Clearstream Luxembourg has advised us that it is incorporated under the laws of Luxembourg as a professional depositary. Clearstream Luxembourg holds securities for its participating organizations, known as Clearstream Luxembourg participants, and facilitates the clearance and settlement of securities transactions between Clearstream Luxembourg participants through electronic book-entry changes in accounts of Clearstream Luxembourg participants, thereby eliminating the need for physical movement of certificates. Clearstream Luxembourg provides to Clearstream Luxembourg participants, among other things, services for safekeeping, administration, clearance and settlement of internationally traded securities and securities lending and borrowing. Clearstream Luxembourg interfaces with domestic markets in several countries. As a professional depositary, Clearstream Luxembourg is subject to regulation by the Luxembourg Commission for the Supervision of the Financial Sector, also known as the Commission de Surveillance du Secteur Financier. Clearstream Luxembourg participants are recognized financial institutions around the world, including underwriters, securities brokers and dealers, banks, trust companies, clearing corporations and certain other organizations. Indirect access to Clearstream Luxembourg is also available to others, such as banks, brokers, dealers and trust companies that clear through, or maintain a custodial relationship with, a Clearstream Luxembourg participant either directly or indirectly.
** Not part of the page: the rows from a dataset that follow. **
/* src/server/engine/rust/src/sections/feature_panel.rs */

use std::sync::OnceLock;

use mirror_injector::{
  AnchorUpdate, Replacement, escape_html, find_balanced_element_ranges_by_start_marker,
  patch_balanced_element_by_start_marker, patch_payload_window, replace_escaped_script_field_value,
  replace_ranges_by_offsets,
};
use regex::Regex;

use super::{
  PatchContext, animate, patch_first_anchor, replace_each, replace_markup_media, replace_script_fields, replace_text,
  set_first_em_text, set_first_img_alt, set_first_span_text,
};
use crate::content::{FeatureCard, FeaturePanelContent, PrescriptionCard, SectionContent};

pub(crate) const SECTION: &str = "feature-panel";

const CONTAINER_MARKER: &str = r#"<div class="mt-[52px] lg:mt-[265px] mb-[63px] lg:mb-[198px]">"#;
const CARD_MARKER: &str =
  r#"<div class="relative shrink-0 w-[280px] max-lg:w-[80vw] overflow-hidden rounded-[14px] max-lg:last:mr-4">"#;
const CARD_TITLE_MARKER: &str = r#"<h3 class="text-[32px] relative z-10">"#;
const HEADING_MARKER: &str = r#"<h2 class="font-450 mb-4 lg:text-[36px] !leading-none text-heading-section">"#;
const HEADING_LINE1_MARKER: &str = r#"<span class="whitespace-pre-wrap" aria-label="#;
const HEADING_LINE2_MARKER: &str =
  r#"<span class="whitespace-pre-wrap italic font-victorSerif font-medium lg:text-[36px] text-heading-section" aria-label="#;
const DESCRIPTION_MARKER: &str = r#"<p class="whitespace-pre-wrap text-muted-foreground mb-4.5 leading-relaxed""#;

const PRIMARY_WINDOW_START: &str = r#"\"src\":\"/api/media/file/Testing%20for%20home%20page.webp\""#;
const PRESCRIPTION_WINDOW_START: &str = r#"\"src\":\"/api/media/file/Longevity%20Rx%20for%20home%20page.webp\""#;
const PRESCRIPTION_WINDOW_END: &str = r#"\"src\":\"/api/media/file/Care%20team%20for%20home%20page.webp\""#;
const CARE_WINDOW_START: &str = r#"\"children\":\"Bye bye sick care,\""#;
const CARE_WINDOW_END: &str = r#"\"children\":\"Thousands trust geviti\""#;

fn stat_value_re() -> &'static Regex {
  static RE: OnceLock<Regex> = OnceLock::new();
  RE.get_or_init(|| {
    Regex::new(r#"(?s)(<div class="italic text-\[80px\] font-medium text-blueZodiac font-victorSerif">)(.*?)(</div>)"#)
      .unwrap()
  })
}

fn stat_lines_re() -> &'static Regex {
  static RE: OnceLock<Regex> = OnceLock::new();
  RE.get_or_init(|| Regex::new(r#"(?s)(<div class="text-grey-500 text-2xl">).*?(</div>)"#).unwrap())
}

/// The slots a feature card and the prescription card share.
struct CardSlots<'a> {
  alt: &'a str,
  image_path: &'a str,
  title_line1: &'a str,
  title_line2: &'a str,
  href: &'a str,
}

impl<'a> From<&'a FeatureCard> for CardSlots<'a> {
  fn from(card: &'a FeatureCard) -> Self {
    Self {
      alt: &card.alt,
      image_path: &card.image_path,
      title_line1: &card.title_line1,
      title_line2: &card.title_line2,
      href: &card.href,
    }
  }
}

impl<'a> From<&'a PrescriptionCard> for CardSlots<'a> {
  fn from(card: &'a PrescriptionCard) -> Self {
    Self {
      alt: &card.alt,
      image_path: &card.image_path,
      title_line1: &card.title_line1,
      title_line2: &card.title_line2,
      href: &card.href,
    }
  }
}

fn patch_card(card: &str, default: &CardSlots, next: &CardSlots, cta_label: &str) -> String {
  let mut out = set_first_img_alt(card, next.alt);
  out = replace_markup_media(&out, default.image_path, next.image_path);
  out = patch_balanced_element_by_start_marker(&out, CARD_TITLE_MARKER, "h3", |title| {
    set_first_em_text(&set_first_span_text(title, next.title_line1), next.title_line2)
  });
  patch_first_anchor(&out, &AnchorUpdate::new(cta_label, next.href, false))
}

fn patch_heading_and_description(section: &str, line1: &str, line2: &str, description: &str) -> String {
  let out = patch_balanced_element_by_start_marker(section, HEADING_MARKER, "h2", |heading| {
    let heading = animate(heading, HEADING_LINE1_MARKER, "span", line1);
    animate(&heading, HEADING_LINE2_MARKER, "span", line2)
  });
  animate(&out, DESCRIPTION_MARKER, "p", description)
}

fn patch_stats(section: &str, panel: &FeaturePanelContent) -> String {
  let stats = [&panel.stat1, &panel.stat2];
  let out = replace_each(section, stat_value_re(), |i, caps| {
    let stat = stats.get(i)?;
    let current = &caps[2];
    let trailing = &current[current.trim_end().len()..];
    Some(format!("{}{}{trailing}{}", &caps[1], escape_html(&stat.value), &caps[3]))
  });
  replace_each(&out, stat_lines_re(), |i, caps| {
    let stat = stats.get(i)?;
    Some(format!("{}{}<br/>{}{}", &caps[1], escape_html(&stat.line1), escape_html(&stat.line2), &caps[2]))
  })
}

fn patch_primary(section: &str, panel: &FeaturePanelContent, defaults: &FeaturePanelContent, ctx: &mut PatchContext) -> String {
  let expected = defaults.cards.len();
  let ranges = find_balanced_element_ranges_by_start_marker(section, CARD_MARKER, "div", expected);
  if ranges.len() < expected {
    ctx.log.warn("feature-panel-primary", format!("expected {expected} cards but found {}.", ranges.len()));
  }

  let edits: Vec<Replacement> = ranges
    .iter()
    .zip(defaults.cards.iter().zip(&panel.cards))
    .map(|(range, (default, next))| {
      let patched = patch_card(range.slice(section), &default.into(), &next.into(), &panel.card_cta_label);
      Replacement::new(*range, patched)
    })
    .collect();

  let out = replace_ranges_by_offsets(section, &edits);
  let out = patch_heading_and_description(&out, &panel.heading_line1, &panel.heading_line2, &panel.description);
  patch_stats(&out, panel)
}

fn patch_prescription(
  section: &str,
  panel: &FeaturePanelContent,
  defaults: &FeaturePanelContent,
  ctx: &mut PatchContext,
) -> String {
  let ranges = find_balanced_element_ranges_by_start_marker(section, CARD_MARKER, "div", 1);
  let Some(range) = ranges.first() else {
    ctx.log.warn("feature-panel-prescription", "expected at least one card but none were found.");
    return section.to_string();
  };

  let card = &panel.prescription_card;
  let patched = patch_card(
    range.slice(section),
    &(&defaults.prescription_card).into(),
    &card.into(),
    &card.cta_label,
  );
  let mut out = replace_ranges_by_offsets(section, &[Replacement::new(*range, patched)]);
  out = patch_heading_and_description(&out, &panel.care_heading_line1, &panel.care_heading_line2, &panel.care_description);

  out = replace_text(
    &out,
    &format!("alt=\"{}\"", escape_html(&defaults.testimonial_alt)),
    &format!("alt=\"{}\"", escape_html(&panel.testimonial_alt)),
  );
  out = replace_text(&out, &defaults.badge_title, &panel.badge_title);
  replace_text(&out, &defaults.badge_status, &panel.badge_status)
}

/// Two sibling containers share one marker: the primary cards panel first,
/// then the prescription and care panel.
pub(crate) fn patch_markup(markup: &str, panel: &FeaturePanelContent, ctx: &mut PatchContext) -> String {
  let defaults = FeaturePanelContent::defaults();
  let ranges = find_balanced_element_ranges_by_start_marker(markup, CONTAINER_MARKER, "div", 2);
  if ranges.is_empty() {
    ctx.log.warn(SECTION, "container not found.");
    return markup.to_string();
  }
  ctx.mark(SECTION);
  if ranges.len() < 2 {
    ctx.log.warn(SECTION, format!("expected 2 sections but found {}.", ranges.len()));
  }

  let mut edits = Vec::with_capacity(2);
  if let Some(primary) = ranges.first() {
    edits.push(Replacement::new(*primary, patch_primary(primary.slice(markup), panel, &defaults, ctx)));
  }
  if let Some(prescription) = ranges.get(1) {
    edits.push(Replacement::new(*prescription, patch_prescription(prescription.slice(markup), panel, &defaults, ctx)));
  }
  replace_ranges_by_offsets(markup, &edits)
}

pub(crate) fn patch_payload(payload: &str, panel: &FeaturePanelContent, ctx: &mut PatchContext) -> String {
  let d = FeaturePanelContent::defaults();

  let mut out = patch_payload_window(
    payload,
    PRIMARY_WINDOW_START,
    Some(PRESCRIPTION_WINDOW_START),
    "feature-panel-primary-flight",
    &mut ctx.log,
    |window| {
      let mut window = window.to_string();
      for (default, next) in d.cards.iter().zip(&panel.cards) {
        window = replace_script_fields(
          &window,
          [
            ("alt", default.alt.as_str(), next.alt.as_str()),
            ("children", default.title_line1.as_str(), next.title_line1.as_str()),
            ("children", default.title_line2.as_str(), next.title_line2.as_str()),
            ("href", default.href.as_str(), next.href.as_str()),
          ],
        );
        window = replace_src_variants(&window, &default.image_path, &next.image_path);
      }
      let stat2_value_default = format!("{} ", d.stat2.value);
      let stat2_value_next = format!("{} ", panel.stat2.value);
      replace_script_fields(
        &window,
        [
          ("children", d.card_cta_label.as_str(), panel.card_cta_label.as_str()),
          ("children", d.heading_line1.as_str(), panel.heading_line1.as_str()),
          ("children", d.heading_line2.as_str(), panel.heading_line2.as_str()),
          ("children", d.description.as_str(), panel.description.as_str()),
          ("children", d.stat1.value.as_str(), panel.stat1.value.as_str()),
          ("children", d.stat1.line1.as_str(), panel.stat1.line1.as_str()),
          ("children", d.stat1.line2.as_str(), panel.stat1.line2.as_str()),
          ("children", d.stat2.value.as_str(), panel.stat2.value.as_str()),
          ("children", stat2_value_default.as_str(), stat2_value_next.as_str()),
          ("children", d.stat2.line1.as_str(), panel.stat2.line1.as_str()),
          ("children", d.stat2.line2.as_str(), panel.stat2.line2.as_str()),
        ],
      )
    },
  );

  let (dp, np) = (&d.prescription_card, &panel.prescription_card);
  out = patch_payload_window(
    &out,
    PRESCRIPTION_WINDOW_START,
    Some(PRESCRIPTION_WINDOW_END),
    "feature-panel-prescription-flight",
    &mut ctx.log,
    |window| {
      let window = replace_script_fields(
        window,
        [
          ("alt", dp.alt.as_str(), np.alt.as_str()),
          ("children", dp.title_line1.as_str(), np.title_line1.as_str()),
          ("children", dp.title_line2.as_str(), np.title_line2.as_str()),
          ("href", dp.href.as_str(), np.href.as_str()),
          ("children", dp.cta_label.as_str(), np.cta_label.as_str()),
        ],
      );
      replace_src_variants(&window, &dp.image_path, &np.image_path)
    },
  );

  out = patch_payload_window(
    &out,
    CARE_WINDOW_START,
    Some(CARE_WINDOW_END),
    "feature-panel-care-text-flight",
    &mut ctx.log,
    |window| {
      replace_script_fields(
        window,
        [
          ("children", d.care_heading_line1.as_str(), panel.care_heading_line1.as_str()),
          ("children", d.care_heading_line2.as_str(), panel.care_heading_line2.as_str()),
          ("children", d.care_description.as_str(), panel.care_description.as_str()),
          ("alt", d.testimonial_alt.as_str(), panel.testimonial_alt.as_str()),
        ],
      )
    },
  );

  replace_script_fields(
    &out,
    [
      ("children", d.badge_title.as_str(), panel.badge_title.as_str()),
      ("children", d.badge_status.as_str(), panel.badge_status.as_str()),
    ],
  )
}

fn replace_src_variants(window: &str, from: &str, to: &str) -> String {
  mirror_injector::build_media_path_replacement_pairs(from, to)
    .iter()
    .fold(window.to_string(), |acc, (f, t)| replace_escaped_script_field_value(&acc, "src", f, t))
}

#[cfg(test)]
mod tests {
  use super::*;
  use serde_json::json;

  fn card(img: &str, line1: &str, line2: &str, href: &str) -> String {
    format!(
      r#"{CARD_MARKER}<img alt="{line1}" src="{img}"/>{CARD_TITLE_MARKER}<span>{line1}</span> <em>{line2}</em></h3><a href="{href}"><span>Learn More</span></a></div>"#
    )
  }

  fn primary() -> String {
    format!(
      r#"{CONTAINER_MARKER}{}{}<div class="italic text-[80px] font-medium text-blueZodiac font-victorSerif">100+ </div><div class="text-grey-500 text-2xl">Biomarkers<br/>Tested</div><div class="italic text-[80px] font-medium text-blueZodiac font-victorSerif">12+</div><div class="text-grey-500 text-2xl">Health<br/>Categories</div></div>"#,
      card("/api/media/file/Testing%20for%20home%20page.webp", "At-home", "Lab Tests", "/longeviti-panel"),
      card("/api/media/file/Supps%20for%20home%20page.webp", "Customized", "Supplements", "/longeviti-blend"),
    )
  }

  fn prescription() -> String {
    format!(
      r#"{CONTAINER_MARKER}{}<img alt="Testimonial" src="/t.png"/><p>HSA/FSA</p><p>ACCEPTED</p></div>"#,
      card("/api/media/file/Longevity%20Rx%20for%20home%20page.webp", "Prescription", "Medications", "/product-list-rx")
    )
  }

  #[test]
  fn markup_cards_and_stats() {
    let site = json!({
      "featurePanel": {
        "cardCtaLabel": "Details",
        "cards": [{"alt": "Boiler", "titleLine1": "Boiler", "titleLine2": "Service", "href": "/boiler", "imagePath": "/m/boiler.webp"}],
        "stat1": {"value": "500+"},
        "stat2": {"line1": "Happy", "line2": "Homes"}
      }
    });
    let markup = format!("{}{}", primary(), prescription());
    let mut ctx = PatchContext::new();
    let out = patch_markup(&markup, &FeaturePanelContent::resolve(&site), &mut ctx);

    assert!(out.contains(r#"<img alt="Boiler" src="/m/boiler.webp"/>"#));
    assert!(out.contains(r#"<span>Boiler</span> <em>Service</em></h3><a href="/boiler"><span>Details</span></a>"#));
    assert!(out.contains(r#"<a href="/longeviti-blend"><span>Details</span></a>"#));
    assert!(out.contains(r#"font-victorSerif">500+ </div>"#));
    assert!(out.contains(r#"<div class="text-grey-500 text-2xl">Happy<br/>Homes</div>"#));
    assert!(out.contains(r#"<a href="/product-list-rx"><span>Learn More</span></a>"#));
    assert!(ctx.log.is_empty());
    assert_eq!(ctx.matched, vec![SECTION]);
  }

  #[test]
  fn markup_prescription_badges() {
    let site = json!({"featurePanel": {"testimonialAlt": "Review", "badgeTitle": "iDEAL", "badgeStatus": "WELCOME"}});
    let markup = format!("{}{}", primary(), prescription());
    let mut ctx = PatchContext::new();
    let out = patch_markup(&markup, &FeaturePanelContent::resolve(&site), &mut ctx);
    assert!(out.contains(r#"<img alt="Review" src="/t.png"/><p>iDEAL</p><p>WELCOME</p>"#));
  }

  #[test]
  fn markup_single_section_warns() {
    let mut ctx = PatchContext::new();
    patch_markup(&primary(), &FeaturePanelContent::defaults(), &mut ctx);
    assert_eq!(ctx.log.warnings(), ["[mirror slots] feature-panel: expected 2 sections but found 1."]);
  }

  #[test]
  fn markup_card_shortfall_warns() {
    let markup = format!("{CONTAINER_MARKER}{}</div>{}", card("/a.png", "A", "B", "/c"), prescription());
    let mut ctx = PatchContext::new();
    patch_markup(&markup, &FeaturePanelContent::defaults(), &mut ctx);
    assert_eq!(ctx.log.warnings(), ["[mirror slots] feature-panel-primary: expected 2 cards but found 1."]);
  }

  #[test]
  fn payload_windows() {
    let payload = concat!(
      r#"{\"src\":\"/api/media/file/Testing%20for%20home%20page.webp\",\"alt\":\"At-home\"},{\"children\":\"Learn More\"},"#,
      r#"{\"src\":\"/api/media/file/Longevity%20Rx%20for%20home%20page.webp\",\"children\":\"Learn More\"},"#,
      r#"{\"src\":\"/api/media/file/Care%20team%20for%20home%20page.webp\"},{\"children\":\"HSA/FSA\"}"#
    );
    let site = json!({"featurePanel": {"cardCtaLabel": "Details", "cards": [{"alt": "Boiler", "imagePath": "/b.webp"}], "badgeTitle": "iDEAL"}});
    let mut ctx = PatchContext::new();
    let out = patch_payload(payload, &FeaturePanelContent::resolve(&site), &mut ctx);
    assert!(out.starts_with(r#"{\"src\":\"/b.webp\",\"alt\":\"Boiler\"},{\"children\":\"Details\"},"#));
    assert!(out.contains(r#"Longevity%20Rx%20for%20home%20page.webp\",\"children\":\"Learn More\"}"#));
    assert!(out.ends_with(r#"{\"children\":\"iDEAL\"}"#));
    assert_eq!(ctx.log.warnings(), ["[mirror slots] feature-panel-care-text-flight: start marker not found."]);
  }
}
Distributions with respect to the notes held beneficially through Clearstream Luxembourg will be credited to the cash accounts of Clearstream Luxembourg participants in accordance with its rules and procedures, to the extent received by the U.S. Depositary for Clearstream Luxembourg.
Euroclear has advised us that it was created in 1968 to hold securities for its participants, known as Euroclear participants, and to clear and settle transactions between Euroclear participants and between Euroclear participants and participants of certain other securities intermediaries through simultaneous electronic book-entry delivery against payment, eliminating the need for physical movement of certificates and any risk from lack of simultaneous transfers of securities and cash. Euroclear is owned by Euroclear Clearance System Public Limited Company and operated through a license agreement by Euroclear Bank S.A./N.V., known as the Euroclear operator. The Euroclear operator provides Euroclear participants, among other things, with safekeeping, administration, clearance and settlement, securities lending and borrowing and related services. Euroclear participants include banks (including central banks), securities brokers and dealers and other professional financial intermediaries and may include the underwriters.
Indirect access to Euroclear is also available to others that clear through or maintain a custodial relationship with a Euroclear participant, either directly or indirectly.
The Euroclear operator is regulated and examined by the Belgian Banking and Finance Commission.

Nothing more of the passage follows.